//! The BigQuery SQL grammar.
//!
//! Operator precedence, lowest first:
//!
//! | level | operators                                   |
//! |-------|---------------------------------------------|
//! | 1     | `OR`                                        |
//! | 2     | `AND`                                       |
//! | 3     | `NOT` (prefix)                              |
//! | 4     | `=` `!=` `<>` `<` `>` `<=` `>=` `LIKE` `IN` `IS` |
//! | 5     | `+` `-` `\|\|`                              |
//! | 6     | `*` `/`                                     |
//! | 7     | `-` (prefix)                                |
//!
//! Keywords are case-insensitive and only recognized where the grammar
//! expects them; anywhere else they lex as identifiers.

use grove_gen::grammar::*;

const PREC_OR: i32 = 1;
const PREC_AND: i32 = 2;
const PREC_NOT: i32 = 3;
const PREC_COMPARE: i32 = 4;
const PREC_ADD: i32 = 5;
const PREC_MULTIPLY: i32 = 6;
const PREC_UNARY: i32 = 7;

fn binary(prec: i32, operator: Rule) -> Rule {
    prec_left(
        prec,
        seq([
            field("left", sym("_expression")),
            field("operator", operator),
            field("right", sym("_expression")),
        ]),
    )
}

fn expression_list() -> Rule {
    comma_sep1(sym("_expression"))
}

/// Builds the BigQuery grammar model.
pub fn bigquery() -> Grammar {
    Grammar::new("bigquery")
        .rule(
            "source_file",
            repeat(seq([sym("select_statement"), optional(string(";"))])),
        )
        // Statements
        .rule(
            "select_statement",
            seq([
                optional(sym("with_clause")),
                sym("select_clause"),
                optional(sym("from_clause")),
                optional(sym("where_clause")),
                optional(sym("group_by_clause")),
                optional(sym("having_clause")),
                optional(sym("order_by_clause")),
                optional(sym("limit_clause")),
            ]),
        )
        .rule("with_clause", seq([kw("WITH"), comma_sep1(sym("cte"))]))
        .rule(
            "cte",
            seq([
                field("name", sym("identifier")),
                kw("AS"),
                string("("),
                sym("select_statement"),
                string(")"),
            ]),
        )
        .rule(
            "select_clause",
            seq([
                kw("SELECT"),
                optional(choice([kw("DISTINCT"), kw("ALL")])),
                comma_sep1(sym("select_item")),
            ]),
        )
        .rule(
            "select_item",
            choice([sym("star"), sym("_expression"), sym("alias")]),
        )
        .rule(
            "alias",
            seq([
                field("value", sym("_expression")),
                optional(kw("AS")),
                field("alias", sym("identifier")),
            ]),
        )
        // FROM
        .rule("from_clause", seq([kw("FROM"), sym("_table_expression")]))
        .rule(
            "_table_expression",
            choice([sym("join_expression"), sym("_table_primary")]),
        )
        .rule(
            "_table_primary",
            choice([sym("_table_source"), sym("table_alias")]),
        )
        .rule(
            "_table_source",
            choice([
                sym("identifier"),
                sym("backtick_identifier"),
                sym("qualified_table_name"),
                sym("subquery"),
                sym("unnest_expression"),
            ]),
        )
        .rule(
            "table_alias",
            seq([
                field("table", sym("_table_source")),
                optional(kw("AS")),
                field("alias", sym("identifier")),
            ]),
        )
        .rule(
            "qualified_table_name",
            seq([
                choice([sym("identifier"), sym("backtick_identifier")]),
                string("."),
                sym("identifier"),
                optional(seq([string("."), sym("identifier")])),
            ]),
        )
        .rule(
            "join_expression",
            choice([
                seq([
                    field("left", sym("_table_expression")),
                    sym("join_type"),
                    field("right", sym("_table_primary")),
                    optional(sym("on_clause")),
                ]),
                seq([
                    field("left", sym("_table_expression")),
                    string(","),
                    field("right", sym("_table_primary")),
                ]),
            ]),
        )
        .rule(
            "join_type",
            choice([
                kw("JOIN"),
                seq([kw("INNER"), kw("JOIN")]),
                seq([
                    choice([kw("LEFT"), kw("RIGHT"), kw("FULL")]),
                    optional(kw("OUTER")),
                    kw("JOIN"),
                ]),
                seq([kw("CROSS"), kw("JOIN")]),
            ]),
        )
        .rule("on_clause", seq([kw("ON"), sym("_expression")]))
        .rule(
            "unnest_expression",
            seq([kw("UNNEST"), string("("), sym("_expression"), string(")")]),
        )
        // Remaining clauses
        .rule("where_clause", seq([kw("WHERE"), sym("_expression")]))
        .rule(
            "group_by_clause",
            seq([kw("GROUP"), kw("BY"), expression_list()]),
        )
        .rule("having_clause", seq([kw("HAVING"), sym("_expression")]))
        .rule(
            "order_by_clause",
            seq([kw("ORDER"), kw("BY"), comma_sep1(sym("order_item"))]),
        )
        .rule(
            "order_item",
            seq([
                sym("_expression"),
                optional(field("direction", choice([kw("ASC"), kw("DESC")]))),
            ]),
        )
        .rule(
            "limit_clause",
            seq([
                kw("LIMIT"),
                field("count", sym("number_literal")),
                optional(seq([kw("OFFSET"), field("offset", sym("number_literal"))])),
            ]),
        )
        // Expressions
        .rule(
            "_expression",
            choice([
                sym("binary_expression"),
                sym("unary_expression"),
                sym("parenthesized_expression"),
                sym("in_expression"),
                sym("is_expression"),
                sym("exists_expression"),
                sym("function_call"),
                sym("field_access"),
                sym("subquery"),
                sym("array_literal"),
                sym("struct_literal"),
                sym("backtick_identifier"),
                sym("identifier"),
                sym("number_literal"),
                sym("string_literal"),
                sym("boolean_literal"),
                sym("null_literal"),
            ]),
        )
        .rule(
            "binary_expression",
            choice([
                binary(PREC_OR, kw("OR")),
                binary(PREC_AND, kw("AND")),
                binary(
                    PREC_COMPARE,
                    choice([
                        string("="),
                        string("!="),
                        string("<>"),
                        string("<"),
                        string(">"),
                        string("<="),
                        string(">="),
                        kw("LIKE"),
                    ]),
                ),
                binary(PREC_ADD, choice([string("+"), string("-"), string("||")])),
                binary(PREC_MULTIPLY, choice([string("*"), string("/")])),
            ]),
        )
        .rule(
            "unary_expression",
            choice([
                prec(
                    PREC_NOT,
                    seq([
                        field("operator", kw("NOT")),
                        field("operand", sym("_expression")),
                    ]),
                ),
                prec(
                    PREC_UNARY,
                    seq([
                        field("operator", string("-")),
                        field("operand", sym("_expression")),
                    ]),
                ),
            ]),
        )
        .rule(
            "parenthesized_expression",
            seq([string("("), sym("_expression"), string(")")]),
        )
        .rule(
            "in_expression",
            prec_left(
                PREC_COMPARE,
                seq([
                    field("left", sym("_expression")),
                    optional(kw("NOT")),
                    kw("IN"),
                    field(
                        "right",
                        choice([
                            sym("subquery"),
                            sym("unnest_expression"),
                            sym("expression_list"),
                        ]),
                    ),
                ]),
            ),
        )
        .rule(
            "expression_list",
            seq([string("("), expression_list(), string(")")]),
        )
        .rule(
            "is_expression",
            prec_left(
                PREC_COMPARE,
                seq([
                    field("left", sym("_expression")),
                    kw("IS"),
                    optional(kw("NOT")),
                    field("right", choice([sym("null_literal"), sym("boolean_literal")])),
                ]),
            ),
        )
        .rule("exists_expression", seq([kw("EXISTS"), sym("subquery")]))
        .rule(
            "function_call",
            seq([
                field("name", sym("identifier")),
                string("("),
                optional(choice([
                    sym("star"),
                    seq([optional(kw("DISTINCT")), sym("_arguments")]),
                ])),
                string(")"),
                optional(field("over", sym("over_clause"))),
            ]),
        )
        .rule("_arguments", comma_sep1(field("argument", sym("_expression"))))
        .rule(
            "field_access",
            seq([
                field(
                    "object",
                    choice([
                        sym("identifier"),
                        sym("backtick_identifier"),
                        sym("field_access"),
                    ]),
                ),
                string("."),
                field(
                    "field",
                    choice([sym("identifier"), sym("backtick_identifier")]),
                ),
            ]),
        )
        .rule(
            "subquery",
            seq([string("("), sym("select_statement"), string(")")]),
        )
        .rule(
            "array_literal",
            seq([string("["), optional(expression_list()), string("]")]),
        )
        .rule(
            "struct_literal",
            seq([
                kw("STRUCT"),
                string("("),
                optional(comma_sep1(sym("struct_field"))),
                string(")"),
            ]),
        )
        .rule(
            "struct_field",
            seq([
                field("value", sym("_expression")),
                optional(seq([kw("AS"), field("name", sym("identifier"))])),
            ]),
        )
        // Window functions
        .rule(
            "over_clause",
            seq([
                kw("OVER"),
                string("("),
                optional(sym("partition_by_clause")),
                optional(sym("order_by_clause")),
                optional(sym("frame_clause")),
                string(")"),
            ]),
        )
        .rule(
            "partition_by_clause",
            seq([kw("PARTITION"), kw("BY"), expression_list()]),
        )
        .rule(
            "frame_clause",
            seq([
                field("unit", choice([kw("ROWS"), kw("RANGE")])),
                choice([
                    field("start", sym("frame_bound")),
                    seq([
                        kw("BETWEEN"),
                        field("start", sym("frame_bound")),
                        kw("AND"),
                        field("end", sym("frame_bound")),
                    ]),
                ]),
            ]),
        )
        .rule(
            "frame_bound",
            choice([
                seq([kw("UNBOUNDED"), choice([kw("PRECEDING"), kw("FOLLOWING")])]),
                seq([
                    sym("number_literal"),
                    choice([kw("PRECEDING"), kw("FOLLOWING")]),
                ]),
                seq([kw("CURRENT"), kw("ROW")]),
            ]),
        )
        // Tokens
        .rule("star", string("*"))
        .rule("boolean_literal", choice([kw("TRUE"), kw("FALSE")]))
        .rule("null_literal", kw("NULL"))
        .rule("number_literal", pattern(r"[0-9]+(\.[0-9]+)?([eE][+-]?[0-9]+)?"))
        .rule(
            "string_literal",
            pattern(r#"'([^'\\\n]|\\.)*'|"([^"\\\n]|\\.)*""#),
        )
        .rule("backtick_identifier", pattern(r"`[^`\n]+`"))
        .rule("identifier", pattern(r"[A-Za-z_][A-Za-z0-9_]*"))
        .rule(
            "comment",
            pattern(r"--[^\n]*|#[^\n]*|/\*([^*]|\*+[^*/])*\*+/"),
        )
        .extra(pattern(r"\s+"))
        .extra(sym("comment"))
        .word("identifier")
}

#[cfg(test)]
mod tests {
    use super::*;
    use grove_gen::flatten::flatten;

    #[test]
    fn grammar_flattens() {
        let grammar = bigquery();
        assert_eq!(grammar.start_rule(), Some("source_file"));
        let flat = flatten(&grammar).unwrap();
        for kind in ["select_statement", "_expression", "identifier", "star", "SELECT"] {
            assert!(flat.find_symbol(kind).is_some(), "missing {}", kind);
        }
        assert_eq!(flat.word, flat.find_symbol("identifier"));
        assert_eq!(flat.extra_tokens, vec![flat.find_symbol("comment").unwrap()]);
        assert!(flat.field_names.iter().any(|f| f.as_str() == "left"));
    }
}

•••••

Find each line in the listing above that contains "kind", and copy that line.

        for kind in ["select_statement", "_expression", "identifier", "star", "SELECT"] {
            assert!(flat.find_symbol(kind).is_some(), "missing {}", kind);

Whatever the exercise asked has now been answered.